A Associação Médica Brasileira (AMB) expressou, também por meio de uma nota, inquietação semelhante com a Medida Provisória que reativa o programa. A organização alertou para a exposição de pacientes a “profissionais sem a comprovada confirmação das competências exigidas para o exercício da Medicina em nosso país”.
O enfermeiro Ricardo*, que tem experiência na área da saúde das redes pública e privada, relata que, embora a formação de médicos caminhe para um crescimento considerável, a carência de profissionais em regiões periféricas e interioranas se dá, sobretudo, devido à falta de infraestrutura nas unidades de saúde e à violência. Ao passo que médicos formados disputam por maiores retornos financeiros nos grandes centros urbanos sudestinos, regiões mais afastadas sequer contam com equipes suficientes para atendimento primário. “Onde eu trabalho hoje [hospital particular], o médico ganha um salário de R$ 2.200 em 12 horas.

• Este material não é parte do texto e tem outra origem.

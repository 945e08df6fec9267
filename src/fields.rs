use crate::errors::{AppError, AppResult};
use crate::models::{scalar_text, value_kind, Acceptance, Assignee, Status};
use chrono::NaiveDate;
use once_cell::sync::Lazy;
use regex::Regex;
use serde_yaml::Value;
use std::collections::{BTreeMap, BTreeSet};

pub const IDENTIFIER_FIELD: &str = "nr_ht";
pub const STATUS_FIELD: &str = "status";
pub const ASSIGNEE_FIELD: &str = "zustaendigkeit";
pub const ACCEPTANCE_FIELD: &str = "acceptance.wisag_formal_acceptance";
pub const REMARK_FIELD: &str = "bearbeitungsstand";

pub const DISPLAY_DATE_FIELD: &str = "datum_anzeige";
pub const DEADLINE_FIELD: &str = "termin_mangelbeseitigung";
pub const FOLLOW_UP_2_FIELD: &str = "nachfrist_2";
pub const FOLLOW_UP_3_FIELD: &str = "nachfrist_3";
pub const COMPLETION_NOTIFIED_FIELD: &str = "termin_freimeldung";
pub const REMEDIATED_FIELD: &str = "mangel_abgestellt_am";
pub const CONFIRMED_FIELD: &str = "bestaetigung_am";

pub const DATE_FIELDS: [&str; 7] = [
    DISPLAY_DATE_FIELD,
    DEADLINE_FIELD,
    FOLLOW_UP_2_FIELD,
    FOLLOW_UP_3_FIELD,
    COMPLETION_NOTIFIED_FIELD,
    REMEDIATED_FIELD,
    CONFIRMED_FIELD,
];

/// Every field with a dedicated rule. A registry missing any of these is rejected.
pub const KNOWN_FIELDS: [&str; 12] = [
    IDENTIFIER_FIELD,
    STATUS_FIELD,
    ASSIGNEE_FIELD,
    ACCEPTANCE_FIELD,
    REMARK_FIELD,
    DISPLAY_DATE_FIELD,
    DEADLINE_FIELD,
    FOLLOW_UP_2_FIELD,
    FOLLOW_UP_3_FIELD,
    COMPLETION_NOTIFIED_FIELD,
    REMEDIATED_FIELD,
    CONFIRMED_FIELD,
];

pub const DATE_FORMAT: &str = "%d.%m.%Y";

static ISO_DATE_RE: Lazy<Regex> =
    Lazy::new(|| Regex::new(r"^([0-9]{4})-([0-9]{2})-([0-9]{2})$").expect("valid iso date regex"));
static DMY_DATE_RE: Lazy<Regex> = Lazy::new(|| {
    Regex::new(r"^([0-9]{1,2})\.([0-9]{1,2})\.([0-9]{4})$").expect("valid dmy date regex")
});
static IDENTIFIER_DIGITS_RE: Lazy<Regex> =
    Lazy::new(|| Regex::new(r"[0-9]{1,3}").expect("valid identifier regex"));

#[derive(Debug, Clone, Copy, PartialEq, Eq)]
pub enum FieldRule {
    Identifier,
    Date,
    Status,
    Assignee,
    Acceptance,
    /// Stored exactly as submitted.
    Free,
}

#[derive(Debug, Clone)]
pub struct FieldRegistry {
    rules: BTreeMap<String, FieldRule>,
}

impl Default for FieldRegistry {
    fn default() -> Self {
        Self::new()
    }
}

impl FieldRegistry {
    pub fn new() -> Self {
        let mut rules = vec![
            (IDENTIFIER_FIELD, FieldRule::Identifier),
            (STATUS_FIELD, FieldRule::Status),
            (ASSIGNEE_FIELD, FieldRule::Assignee),
            (ACCEPTANCE_FIELD, FieldRule::Acceptance),
            (REMARK_FIELD, FieldRule::Free),
        ];
        rules.extend(DATE_FIELDS.iter().map(|field| (*field, FieldRule::Date)));
        Self::from_rules(rules).expect("built-in rules cover every known field")
    }

    pub fn from_rules<'a>(rules: impl IntoIterator<Item = (&'a str, FieldRule)>) -> AppResult<Self> {
        let rules: BTreeMap<String, FieldRule> = rules
            .into_iter()
            .map(|(field, rule)| (field.to_string(), rule))
            .collect();

        let missing: BTreeSet<&str> = KNOWN_FIELDS
            .iter()
            .copied()
            .filter(|field| !rules.contains_key(*field))
            .collect();
        if !missing.is_empty() {
            return Err(AppError::Internal(format!(
                "field registry has no rule for: {}",
                missing.into_iter().collect::<Vec<_>>().join(", ")
            )));
        }

        Ok(Self { rules })
    }

    pub fn rule_for(&self, field: &str) -> FieldRule {
        self.rules.get(field).copied().unwrap_or(FieldRule::Free)
    }

    /// Normalized form of `raw` for `field`; `Value::Null` means unset.
    pub fn normalize(&self, field: &str, raw: &Value) -> AppResult<Value> {
        match self.rule_for(field) {
            FieldRule::Free => Ok(raw.clone()),
            FieldRule::Identifier => normalize_identifier(&text_of(field, raw)?),
            FieldRule::Date => normalize_date(field, &text_of(field, raw)?),
            FieldRule::Status => normalize_status(&text_of(field, raw)?),
            FieldRule::Assignee => normalize_assignee(&text_of(field, raw)?),
            FieldRule::Acceptance => normalize_acceptance(&text_of(field, raw)?),
        }
    }
}

fn text_of(field: &str, raw: &Value) -> AppResult<String> {
    scalar_text(raw).ok_or_else(|| {
        AppError::Validation(format!(
            "{} expects a text value, got a {}",
            field,
            value_kind(raw)
        ))
    })
}

fn normalize_identifier(text: &str) -> AppResult<Value> {
    let trimmed = text.trim();
    if trimmed.is_empty() {
        return Ok(Value::Null);
    }
    let Some(digits) = IDENTIFIER_DIGITS_RE.find(trimmed) else {
        return Ok(Value::from(trimmed));
    };
    let number: u32 = digits
        .as_str()
        .parse()
        .map_err(|_| AppError::Internal(format!("unparsable digit run '{}'", digits.as_str())))?;
    Ok(Value::from(format!("MAZ {:03}", number)))
}

fn normalize_date(field: &str, text: &str) -> AppResult<Value> {
    match parse_date(text) {
        Ok(Some(date)) => Ok(Value::from(format_date(date))),
        Ok(None) => Ok(Value::Null),
        Err(_) => Err(AppError::Validation(format!(
            "invalid date for {}: '{}'",
            field,
            text.trim()
        ))),
    }
}

fn normalize_status(text: &str) -> AppResult<Value> {
    if text.trim().is_empty() {
        return Err(AppError::Validation(format!("{} is a required field", STATUS_FIELD)));
    }
    let status = Status::parse(text).ok_or_else(|| {
        AppError::Validation(format!(
            "invalid status '{}'; allowed: {}",
            text,
            Status::ALL.map(Status::as_str).join(", ")
        ))
    })?;
    Ok(Value::from(status.as_str()))
}

fn normalize_assignee(text: &str) -> AppResult<Value> {
    if text.trim().is_empty() {
        return Err(AppError::Validation(format!("{} is a required field", ASSIGNEE_FIELD)));
    }
    let assignee = Assignee::parse(text).ok_or_else(|| {
        AppError::Validation(format!(
            "invalid assignee '{}'; allowed: {}",
            text,
            Assignee::ALL.map(Assignee::as_str).join(", ")
        ))
    })?;
    Ok(Value::from(assignee.as_str()))
}

fn normalize_acceptance(text: &str) -> AppResult<Value> {
    let trimmed = text.trim();
    if trimmed.is_empty() {
        return Ok(Value::Null);
    }
    let acceptance = Acceptance::parse(trimmed).ok_or_else(|| {
        AppError::Validation(format!(
            "invalid value '{}' for {}; allowed: accepted, open, na",
            trimmed, ACCEPTANCE_FIELD
        ))
    })?;
    Ok(Value::from(acceptance.as_str()))
}

/// Parses `YYYY-MM-DD` or `D.M.YYYY`. Blank text is `Ok(None)`.
pub fn parse_date(text: &str) -> AppResult<Option<NaiveDate>> {
    let trimmed = text.trim();
    if trimmed.is_empty() {
        return Ok(None);
    }

    let parsed = if let Some(caps) = ISO_DATE_RE.captures(trimmed) {
        calendar_date(&caps[1], &caps[2], &caps[3])
    } else if let Some(caps) = DMY_DATE_RE.captures(trimmed) {
        calendar_date(&caps[3], &caps[2], &caps[1])
    } else {
        None
    };
    parsed.map(Some).ok_or_else(|| invalid_date(trimmed))
}

fn calendar_date(year: &str, month: &str, day: &str) -> Option<NaiveDate> {
    NaiveDate::from_ymd_opt(year.parse().ok()?, month.parse().ok()?, day.parse().ok()?)
}

fn invalid_date(text: &str) -> AppError {
    AppError::Validation(format!("invalid date '{}'", text))
}

pub fn format_date(date: NaiveDate) -> String {
    date.format(DATE_FORMAT).to_string()
}

#[cfg(test)]
mod tests {
    use super::*;

    fn normalize(field: &str, raw: &str) -> AppResult<Value> {
        FieldRegistry::new().normalize(field, &Value::from(raw))
    }

    #[test]
    fn identifier_takes_first_digit_run() {
        assert_eq!(normalize(IDENTIFIER_FIELD, "maz 7").unwrap(), Value::from("MAZ 007"));
        assert_eq!(normalize(IDENTIFIER_FIELD, "MAZ-0042").unwrap(), Value::from("MAZ 004"));
        assert_eq!(normalize(IDENTIFIER_FIELD, " ohne Nummer ").unwrap(), Value::from("ohne Nummer"));
        assert_eq!(normalize(IDENTIFIER_FIELD, "   ").unwrap(), Value::Null);
        assert_eq!(
            FieldRegistry::new()
                .normalize(IDENTIFIER_FIELD, &Value::from(12))
                .unwrap(),
            Value::from("MAZ 012")
        );
    }

    #[test]
    fn dates_are_rendered_canonically() {
        assert_eq!(normalize(DEADLINE_FIELD, "2024-03-15").unwrap(), Value::from("15.03.2024"));
        assert_eq!(normalize(DEADLINE_FIELD, "1.3.2024").unwrap(), Value::from("01.03.2024"));
        assert_eq!(normalize(CONFIRMED_FIELD, "").unwrap(), Value::Null);
        assert_eq!(
            FieldRegistry::new().normalize(FOLLOW_UP_2_FIELD, &Value::Null).unwrap(),
            Value::Null
        );
    }

    #[test]
    fn malformed_dates_name_the_raw_input() {
        let error = normalize(DEADLINE_FIELD, "15/03/2024").expect_err("slash format rejected");
        assert!(matches!(error, AppError::Validation(_)));
        assert!(error.reason().contains("15/03/2024"));

        let error = normalize(DEADLINE_FIELD, "31.02.2024").expect_err("no such day");
        assert!(error.reason().contains("31.02.2024"));
    }

    #[test]
    fn status_must_be_in_allowed_set() {
        assert_eq!(normalize(STATUS_FIELD, "Freigemeldet").unwrap(), Value::from("Freigemeldet"));

        let error = normalize(STATUS_FIELD, "Unknown").expect_err("unknown status");
        assert!(error.reason().contains("Keyed, In Bearbeitung, Freigemeldet, Formal abgenommen"));

        let error = normalize(STATUS_FIELD, "  ").expect_err("blank status");
        assert!(error.reason().contains("required"));
    }

    #[test]
    fn assignee_must_be_in_allowed_set() {
        assert_eq!(normalize(ASSIGNEE_FIELD, "Köster").unwrap(), Value::from("Köster"));
        let error = normalize(ASSIGNEE_FIELD, "Acme").expect_err("unknown assignee");
        assert!(error.reason().contains("HOCHTIEF"));
        assert!(normalize(ASSIGNEE_FIELD, "").is_err());
    }

    #[test]
    fn acceptance_is_case_insensitive() {
        assert_eq!(normalize(ACCEPTANCE_FIELD, " Accepted ").unwrap(), Value::from("accepted"));
        assert_eq!(normalize(ACCEPTANCE_FIELD, "NA").unwrap(), Value::from("na"));
        assert_eq!(normalize(ACCEPTANCE_FIELD, "").unwrap(), Value::Null);
        assert!(normalize(ACCEPTANCE_FIELD, "maybe").is_err());
    }

    #[test]
    fn unknown_fields_pass_through() {
        let raw = Value::from("  anything goes  ");
        assert_eq!(FieldRegistry::new().normalize("beschreibung", &raw).unwrap(), raw);
    }

    #[test]
    fn structured_values_are_rejected_for_text_rules() {
        let raw: Value = serde_yaml::from_str("[1, 2]").unwrap();
        let error = FieldRegistry::new().normalize(STATUS_FIELD, &raw).expect_err("sequence");
        assert!(error.reason().contains("sequence"));
    }

    #[test]
    fn incomplete_registry_is_rejected() {
        let error = FieldRegistry::from_rules([(STATUS_FIELD, FieldRule::Status)])
            .expect_err("missing rules");
        assert!(matches!(error, AppError::Internal(_)));
        assert!(error.reason().contains(DEADLINE_FIELD));
    }
}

Já no interior do Rio de Janeiro, por exemplo, eles estão pagando R$ 800 (no plantão de 12h)”, afirma.
[Divulgação/Demografia Médica Brasileira 2023/Conselho Federal de Medicina]
Ainda que o programa visasse suprir a demanda regional com o amparo de médicos estrangeiros, Ricardo também destaca a ausência de mecanismos voltados à adaptação linguística e cultural dos profissionais. Segundo o entrevistado, dificuldades na compreensão e interpretação da língua portuguesa impactam a prescrição de medicamentos, de modo a causar danos à saúde dos pacientes.

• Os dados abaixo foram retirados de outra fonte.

use clap::Parser;
use std::process::ExitCode;
use tacheles_lib::Cli;

#[tokio::main]
async fn main() -> anyhow::Result<ExitCode> {
    tacheles_lib::run(Cli::parse()).await
}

Tendo em vista a saúde como direito constitucional, o enfermeiro afirma ser válido o retorno do programa, desde que sejam revisadas deficiências relacionadas à estrutura de suporte e estímulo aos profissionais da área.

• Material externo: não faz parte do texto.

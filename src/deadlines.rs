use crate::errors::{AppError, AppResult};
use crate::fields::{
    parse_date, COMPLETION_NOTIFIED_FIELD, DEADLINE_FIELD, FOLLOW_UP_2_FIELD, FOLLOW_UP_3_FIELD,
};
use crate::models::{scalar_text, Document, Record, ID_FIELD};
use chrono::NaiveDate;
use serde::Serialize;

#[derive(Debug, Clone, Copy, Default, PartialEq, Eq)]
struct Deadlines {
    deadline: Option<NaiveDate>,
    follow_up_2: Option<NaiveDate>,
    follow_up_3: Option<NaiveDate>,
    completion_notified: Option<NaiveDate>,
}

impl Deadlines {
    fn from_record(record: &Record) -> AppResult<Self> {
        Ok(Self {
            deadline: stored_date(record, DEADLINE_FIELD)?,
            follow_up_2: stored_date(record, FOLLOW_UP_2_FIELD)?,
            follow_up_3: stored_date(record, FOLLOW_UP_3_FIELD)?,
            completion_notified: stored_date(record, COMPLETION_NOTIFIED_FIELD)?,
        })
    }

    fn latest_deadline(&self) -> Option<NaiveDate> {
        [self.deadline, self.follow_up_2, self.follow_up_3]
            .into_iter()
            .flatten()
            .max()
    }
}

/// Unset (absent, null, blank) is `None`; anything else must be a valid date.
fn stored_date(record: &Record, field: &str) -> AppResult<Option<NaiveDate>> {
    let Some(value) = record.get(field) else {
        return Ok(None);
    };
    let text = scalar_text(value).ok_or_else(|| {
        AppError::Validation(format!("{} holds a non-date value", field))
    })?;
    parse_date(&text).map_err(|_| {
        AppError::Validation(format!("{} holds an invalid date: '{}'", field, text.trim()))
    })
}

/// Runs every ordering rule against the full record state.
pub fn check_deadlines(record: &Record) -> AppResult<()> {
    let dates = Deadlines::from_record(record)?;

    if let Some(follow_up_2) = dates.follow_up_2 {
        let Some(deadline) = dates.deadline else {
            return Err(consistency(format!(
                "{} requires {} to be set first",
                FOLLOW_UP_2_FIELD, DEADLINE_FIELD
            )));
        };
        if follow_up_2 <= deadline {
            return Err(consistency(format!(
                "{} must be after {}",
                FOLLOW_UP_2_FIELD, DEADLINE_FIELD
            )));
        }
    }

    if let Some(follow_up_3) = dates.follow_up_3 {
        let Some(deadline) = dates.deadline else {
            return Err(consistency(format!(
                "{} requires {} to be set first",
                FOLLOW_UP_3_FIELD, DEADLINE_FIELD
            )));
        };
        match dates.follow_up_2 {
            Some(follow_up_2) if follow_up_3 <= follow_up_2 => {
                return Err(consistency(format!(
                    "{} must be after {}",
                    FOLLOW_UP_3_FIELD, FOLLOW_UP_2_FIELD
                )));
            }
            None if follow_up_3 <= deadline => {
                return Err(consistency(format!(
                    "{} must be after {}",
                    FOLLOW_UP_3_FIELD, DEADLINE_FIELD
                )));
            }
            _ => {}
        }
    }

    if let Some(completion_notified) = dates.completion_notified {
        let Some(latest) = dates.latest_deadline() else {
            return Err(consistency(format!(
                "{} needs at least one deadline",
                COMPLETION_NOTIFIED_FIELD
            )));
        };
        if completion_notified <= latest {
            return Err(consistency(format!(
                "{} must be after the latest deadline",
                COMPLETION_NOTIFIED_FIELD
            )));
        }
    }

    Ok(())
}

fn consistency(reason: String) -> AppError {
    AppError::Consistency(reason)
}

#[derive(Debug, Clone, PartialEq, Serialize)]
pub struct DeadlineViolation {
    pub record_id: String,
    pub code: &'static str,
    pub reason: String,
}

/// Checks every record in the document; records that are not mappings are skipped.
pub fn audit_document(document: &Document) -> Vec<DeadlineViolation> {
    document
        .records()
        .iter()
        .enumerate()
        .filter_map(|(index, entry)| {
            let Some(record) = entry.as_mapping() else {
                tracing::warn!(index, "skipping record that is not a mapping");
                return None;
            };
            let error = check_deadlines(record).err()?;
            let record_id = record
                .get(ID_FIELD)
                .and_then(scalar_text)
                .unwrap_or_else(|| format!("#{}", index));
            Some(DeadlineViolation {
                record_id,
                code: error.code(),
                reason: error.reason().to_string(),
            })
        })
        .collect()
}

Maria Margarene Ferreira, moradora de Icaraí, distrito do interior da Bahia, afirma já ter sido atendida pelo Mais Médicos. Na época em que era assistida, relata que o atendimento por parte de profissionais do programa ocorria três vezes por semana e supria a insuficiência médica na região. De acordo com a entrevistada, os médicos estabeleciam uma comunicação efetiva com os pacientes, o que viabiliza a plena compreensão de processos como indicação de diagnósticos e prescrição de medicamentos.
Taciele Macabeu, moradora da mesma região, lembra do programa de forma positiva. Ela acredita que o programa tenha sido benéfico para a região, e diz se lembrar, mesmo depois de muito tempo, da fisionomia e da gentileza do médico que a atendeu. "Eu acredito que o programa Mais Médicos favoreceu muito a minha região, justamente porque às vezes, nas cidades pequenas, povoado, município, é um pouco difícil encontrar algum médico que queira trabalhar."
[Divulgação/Demografia Médica Brasileira 2023/Conselho Federal de Medicina]
Um estudo realizado pela Faculdade de Medicina da Universidade de São Paulo (FMUSP) e pela Associação Médica Brasileira (AMB) aponta que, entre 2000 e 2023, o número de médicos no Brasil dobrou. A distribuição deles nas regiões, porém, é extremamente desigual: enquanto nas capitais brasileiras a média de profissionais é de 6,13 para cada mil habitantes, no interior o número é de apenas 1,84. Nas regiões metropolitanas, onde se concentram as periferias, o índice é de 1,14.
(*) O entrevistado teve seu nome preservado e foi tratado como Ricardo.